DATA FOR ANALYSIS:

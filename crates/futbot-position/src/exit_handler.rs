//! Config-driven exit event handler.
//!
//! Same actions as the exiting service's TP transitions, but what happens on
//! each level comes from a declarative [`ExitStrategyConfig`] instead of
//! hardcoded level numbers.

use std::sync::Arc;

use rust_decimal::Decimal;
use serde::{Deserialize, Serialize};
use tracing::{debug, info, warn};

use futbot_core::{ExitType, PositionSide, Price, SharedPosition, TakeProfit};

use crate::calc::calculate_trailing_distance;
use crate::exiting::PositionExitingService;

/// What to do when a level is hit.
#[derive(Debug, Clone, Copy, PartialEq, Eq, Serialize, Deserialize)]
#[serde(rename_all = "snake_case")]
pub enum TpHitAction {
    MoveToBreakeven,
    ActivateTrailing,
    ClosePosition,
}

/// Per-level exit behavior.
#[derive(Debug, Clone, PartialEq, Eq, Serialize, Deserialize)]
pub struct TpLevelConfig {
    pub level: u8,
    /// Distance from entry, percent.
    pub profit_percent: Decimal,
    /// Share of the original quantity closed at this level, percent.
    pub size_percent: Decimal,
    #[serde(default)]
    pub on_hit: Vec<TpHitAction>,
    #[serde(default)]
    pub breakeven_margin_percent: Option<Decimal>,
    #[serde(default)]
    pub trailing_percent: Option<Decimal>,
}

/// Declarative exit strategy shared read-only by every position.
#[derive(Debug, Clone, Default, PartialEq, Eq, Serialize, Deserialize)]
pub struct ExitStrategyConfig {
    #[serde(default)]
    pub levels: Vec<TpLevelConfig>,
}

impl ExitStrategyConfig {
    pub fn level(&self, level: u8) -> Option<&TpLevelConfig> {
        self.levels.iter().find(|l| l.level == level)
    }

    /// TP ladder for a new position at `entry`.
    pub fn build_take_profits(&self, entry: Price, side: PositionSide) -> Vec<TakeProfit> {
        self.levels
            .iter()
            .map(|l| {
                let offset = entry.inner() * l.profit_percent / Decimal::ONE_HUNDRED;
                let price = Price::new(entry.inner() + side.sign() * offset);
                TakeProfit::new(l.level, l.profit_percent, l.size_percent, price)
            })
            .collect()
    }
}

/// Generic exit event.
#[derive(Debug, Clone, PartialEq, Eq)]
pub enum ExitEvent {
    TakeProfitHit { level: u8, price: Price },
    PositionClosed {
        price: Price,
        exit_type: ExitType,
        reason: String,
    },
}

pub struct ExitEventHandler {
    service: Arc<PositionExitingService>,
    strategy: Arc<ExitStrategyConfig>,
}

impl ExitEventHandler {
    pub fn new(service: Arc<PositionExitingService>, strategy: Arc<ExitStrategyConfig>) -> Self {
        Self { service, strategy }
    }

    /// Route `event` to the configured actions. Returns whether anything was applied.
    pub async fn handle(&self, position: &SharedPosition, event: ExitEvent) -> bool {
        match event {
            ExitEvent::TakeProfitHit { level, price } => {
                self.handle_take_profit_hit(position, level, price).await
            }
            ExitEvent::PositionClosed {
                price,
                exit_type,
                reason,
            } => {
                self.service
                    .close_full_position(position, price, &reason, exit_type)
                    .await
            }
        }
    }

    async fn handle_take_profit_hit(&self, position: &SharedPosition, level: u8, price: Price) -> bool {
        let Some(level_config) = self.strategy.level(level) else {
            warn!(position_id = %position.id(), level, "TP hit for unconfigured level");
            return false;
        };
        if self
            .service
            .record_take_profit_hit(position, level, price)
            .is_none()
        {
            return false;
        }
        info!(position_id = %position.id(), level, %price, actions = ?level_config.on_hit, "Configured TP hit");

        for action in &level_config.on_hit {
            match action {
                TpHitAction::MoveToBreakeven => {
                    let margin = level_config
                        .breakeven_margin_percent
                        .unwrap_or(self.service.config().breakeven_margin_percent);
                    self.service
                        .move_stop_loss_to_breakeven_with(position, margin)
                        .await;
                }
                TpHitAction::ActivateTrailing => {
                    if position.read(|p| p.stop_loss.is_trailing) {
                        debug!(position_id = %position.id(), "Trailing already active");
                        continue;
                    }
                    let base = level_config
                        .trailing_percent
                        .unwrap_or(self.service.config().trailing_stop_percent);
                    let distance = position.read(|p| {
                        calculate_trailing_distance(p, base, None, self.service.config().atr_multiplier)
                    });
                    self.service
                        .activate_trailing_stop(position, distance, price)
                        .await;
                }
                TpHitAction::ClosePosition => {
                    self.service
                        .close_full_position(
                            position,
                            price,
                            &format!("TP{level} configured close"),
                            ExitType::TakeProfit { level },
                        )
                        .await;
                }
            }
        }
        true
    }
}

#[cfg(test)]
mod tests {
    use super::*;
    use crate::config::ExitConfig;
    use crate::exiting::ExitDeps;
    use crate::stub::{LogNotifier, MemoryJournal, MemorySessionStats, StubExchange};
    use futbot_core::{ManualClock, Position, Size};
    use rust_decimal_macros::dec;

    const STRATEGY: &str = r#"
        [[levels]]
        level = 1
        profit_percent = 2
        size_percent = 50
        on_hit = ["move_to_breakeven"]
        breakeven_margin_percent = 0.1

        [[levels]]
        level = 2
        profit_percent = 4
        size_percent = 30
        on_hit = ["activate_trailing"]
        trailing_percent = 0.5

        [[levels]]
        level = 3
        profit_percent = 6
        size_percent = 20
        on_hit = ["close_position"]
    "#;

    fn setup() -> (ExitEventHandler, Arc<StubExchange>, SharedPosition) {
        let strategy: ExitStrategyConfig = toml::from_str(STRATEGY).unwrap();
        let exchange = Arc::new(StubExchange::new());
        let service = Arc::new(PositionExitingService::new(
            ExitDeps {
                exchange: exchange.clone(),
                journal: Arc::new(MemoryJournal::new()),
                stats: Arc::new(MemorySessionStats::new()),
                notifier: Arc::new(LogNotifier),
                clock: Arc::new(ManualClock::new(0)),
            },
            ExitConfig::default(),
        ));
        let entry = Price::new(dec!(200));
        let position = SharedPosition::new(Position::open(
            "SOLUSDT",
            PositionSide::Short,
            entry,
            Size::new(dec!(10)),
            dec!(5),
            Price::new(dec!(210)),
            strategy.build_take_profits(entry, PositionSide::Short),
            0,
        ));
        (
            ExitEventHandler::new(service, Arc::new(strategy)),
            exchange,
            position,
        )
    }

    #[test]
    fn test_build_take_profits_short() {
        let strategy: ExitStrategyConfig = toml::from_str(STRATEGY).unwrap();
        let tps = strategy.build_take_profits(Price::new(dec!(200)), PositionSide::Short);
        assert_eq!(tps.len(), 3);
        assert_eq!(tps[0].price, Price::new(dec!(196)));
        assert_eq!(tps[2].price, Price::new(dec!(188)));
        assert_eq!(tps[1].size_percent, dec!(30));
    }

    #[tokio::test]
    async fn test_level_actions_follow_config() {
        let (handler, exchange, position) = setup();

        assert!(
            handler
                .handle(&position, ExitEvent::TakeProfitHit { level: 1, price: Price::new(dec!(196)) })
                .await
        );
        let sl = position.snapshot().stop_loss;
        assert!(sl.is_breakeven);
        assert_eq!(sl.price, Price::new(dec!(199.8)));

        assert!(
            handler
                .handle(&position, ExitEvent::TakeProfitHit { level: 2, price: Price::new(dec!(192)) })
                .await
        );
        let sl = position.snapshot().stop_loss;
        assert!(sl.is_trailing);
        // 0.5% of entry 200 = 1 above 192
        assert_eq!(sl.price, Price::new(dec!(193)));

        assert!(
            handler
                .handle(&position, ExitEvent::TakeProfitHit { level: 3, price: Price::new(dec!(188)) })
                .await
        );
        assert!(position.is_closed());
        assert_eq!(exchange.full_close_count(), 1);
    }

    #[tokio::test]
    async fn test_duplicate_and_unknown_levels() {
        let (handler, _exchange, position) = setup();
        let event = ExitEvent::TakeProfitHit { level: 1, price: Price::new(dec!(196)) };
        assert!(handler.handle(&position, event.clone()).await);
        assert!(!handler.handle(&position, event).await);
        assert!(
            !handler
                .handle(&position, ExitEvent::TakeProfitHit { level: 7, price: Price::new(dec!(150)) })
                .await
        );
    }

    #[tokio::test]
    async fn test_position_closed_event() {
        let (handler, exchange, position) = setup();
        let event = ExitEvent::PositionClosed {
            price: Price::new(dec!(210)),
            exit_type: ExitType::StopLoss,
            reason: "stop".to_string(),
        };
        assert!(handler.handle(&position, event.clone()).await);
        assert!(!handler.handle(&position, event).await);
        assert_eq!(exchange.close_count(), 1);
    }
}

EXERCISE DESCRIPTION:
Your answer should be each line of the data that contains the word "Option", copied as it stands.

SOLUTION TO THIS EXERCISE:
    pub breakeven_margin_percent: Option<Decimal>,
    pub trailing_percent: Option<Decimal>,
    pub fn level(&self, level: u8) -> Option<&TpLevelConfig> {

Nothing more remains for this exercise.